Tüm Dünyada Duyulan Volkanik Patlama
Kaydedilen tarihteki en yüksek ses, 27 Ağustos 1883 günü saat 10.02'de Endonezya'nın Krakatoa adasında meydana gelen büyük volkanik patlamadan kaynaklandı. Patlama, adanın üçte ikisinin çökmesine ve 46 metre yüksekliğe kadar ulaşan tsunami dalgalarının oluşmasına neden oldu ve Güney Afrika kadar uzaklardaki gemileri bile salladı. Krakatoa o kadar güçlüydü ki patlamanın sesi Dünya'nın çevresini dört kez dolaştı ve gezegenin çoğu tarafından duyuldu. Bu patlamanın etkileri tüm dünyada hissedildi, hatta stratosfere kadar ulaştı ve geceleri Ay'ın mavi görünmesine neden oldu.
İNSANIN GENETİK ÇEŞİTLİLİĞİNİ AZALTAN TOBA DAĞI PATLAMASI
Yetmiş dört bin yıl önce, Dünya, Toba felaketi teorisine göre dünyanın dört bir yanındaki birçok hayvanın neslinin tükenmesine yol açan bir felaket yaşandı. Küller toprağı kapladı. Gökyüzü karanlığa gömüldü. Sıcaklıklar düştü. Bitkiler büyüyemedi. Hayatta kalan birkaç insan, kıyamet kâbusu sürerken ısınmak için bir araya toplandı. Tüm dünyayı etkileyen müthiş güçlü bir patlama olarak kayıtlara geçmiştir. Bu patlamanın baş aktörü yetmiş dört bin yıl önce, şu anda Sumatra olan yerdeki süper yanardağ Toba Dağı idi. Bu, dünyayı değiştiren bir yok oluş olayıydı ve bazı akademisyenlere göre insan türünü neredeyse yok etti. Genetik veriler bu teoriye katkıda bulunmuş ve bu patlamadan sonra insan türünün genetik bir darboğazdan geçtiğini, yani toplam gen havuzunda ciddi bir azalma olduğunu, dolayısıyla insan türünün büyük ölçüde azaldığını ileri sürmüştür. Bazı akademisyenler insan türünün toplamda 1.000 adet çiftle birlikte birkaç bin bireye düştüğünü ileri sürmüşlerdir. Bu, türümüz arasında neden bu kadar az genetik çeşitlilik olduğunu bize açıklamaktadır.

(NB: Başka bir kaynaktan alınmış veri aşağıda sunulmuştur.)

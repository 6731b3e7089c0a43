/// Operator input readings and the missing-value resolution step.
///
/// Every reading arrives optional: the operator may leave any field
/// blank. The unset-as-zero policy is applied exactly once, here, so the
/// formula modules always see fully-populated numbers. The manual
/// turbine discharge stays optional after resolution because its absence
/// is meaningful (no override supplied).
use crate::turbine::N_UNITS;

/// Raw operator readings; any field may be unset.
#[derive(Debug, Clone, Copy, Default)]
pub struct Readings {
    /// Reservoir (forebay) water level [mdpl].
    pub reservoir_level: Option<f64>,
    /// Tailrace water level [mdpl].
    pub tailrace_level: Option<f64>,
    /// Left hollow-cone valve opening [%].
    pub hcv_left_opening: Option<f64>,
    /// Right hollow-cone valve opening [%].
    pub hcv_right_opening: Option<f64>,
    /// Electrical load per turbine unit [MW].
    pub unit_loads: [Option<f64>; N_UNITS],
    /// Manually read aggregate turbine discharge [m^3/s].
    pub manual_turbine_discharge: Option<f64>,
}

/// Fully-populated inputs after resolving unset readings to zero.
#[derive(Debug, Clone, Copy)]
pub struct Resolved {
    pub reservoir_level: f64,
    pub tailrace_level: f64,
    pub hcv_left_opening: f64,
    pub hcv_right_opening: f64,
    pub unit_loads: [f64; N_UNITS],
    pub manual_turbine_discharge: Option<f64>,
}

impl Resolved {
    /// Resolve raw readings, substituting 0 for every unset value.
    pub fn from_readings(readings: &Readings) -> Self {
        let mut unit_loads = [0.0; N_UNITS];
        for (resolved, raw) in unit_loads.iter_mut().zip(&readings.unit_loads) {
            *resolved = raw.unwrap_or(0.0);
        }
        Self {
            reservoir_level: readings.reservoir_level.unwrap_or(0.0),
            tailrace_level: readings.tailrace_level.unwrap_or(0.0),
            hcv_left_opening: readings.hcv_left_opening.unwrap_or(0.0),
            hcv_right_opening: readings.hcv_right_opening.unwrap_or(0.0),
            unit_loads,
            manual_turbine_discharge: readings.manual_turbine_discharge,
        }
    }

    /// Hydraulic head [m]: reservoir level minus tailrace level.
    pub fn head(&self) -> f64 {
        self.reservoir_level - self.tailrace_level
    }

    /// Total electrical load across all units [MW].
    pub fn total_load(&self) -> f64 {
        self.unit_loads.iter().sum()
    }
}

GÜNÜMÜZDE VOLKAN PATLAMASI OLABİLİR Mİ?
Esasında son 5 yıllık volkan aktivitesine baktığımızda bir hareketlilik görülse bile süper volkan patlaması dediğimiz olayın zamanımızda olma olasılığı çok düşük gözükmektedir. Gene de bilim adamları net bir şey söylemenin zor olduğunu ve daha çok modelleme yapılması gerektiğini söylüyorlar. Ancak yukarıda yazdığım tarz patlamaların günümüzde olması teknoloji bağımlılığı olan günümüzde çok daha fazla etkiye sebep olacağı internetin ve elektrik şebekelerinin ciddi hasar göreceği kesin. Bu yüzden doğanın her zaman insanoğlundan güçlü olduğu gerçeğini görüp gerek bilim ile gerek rasyonel düşünce ile hep beraber dünyamıza her kıtada her zaman sahip çıkmalıyız.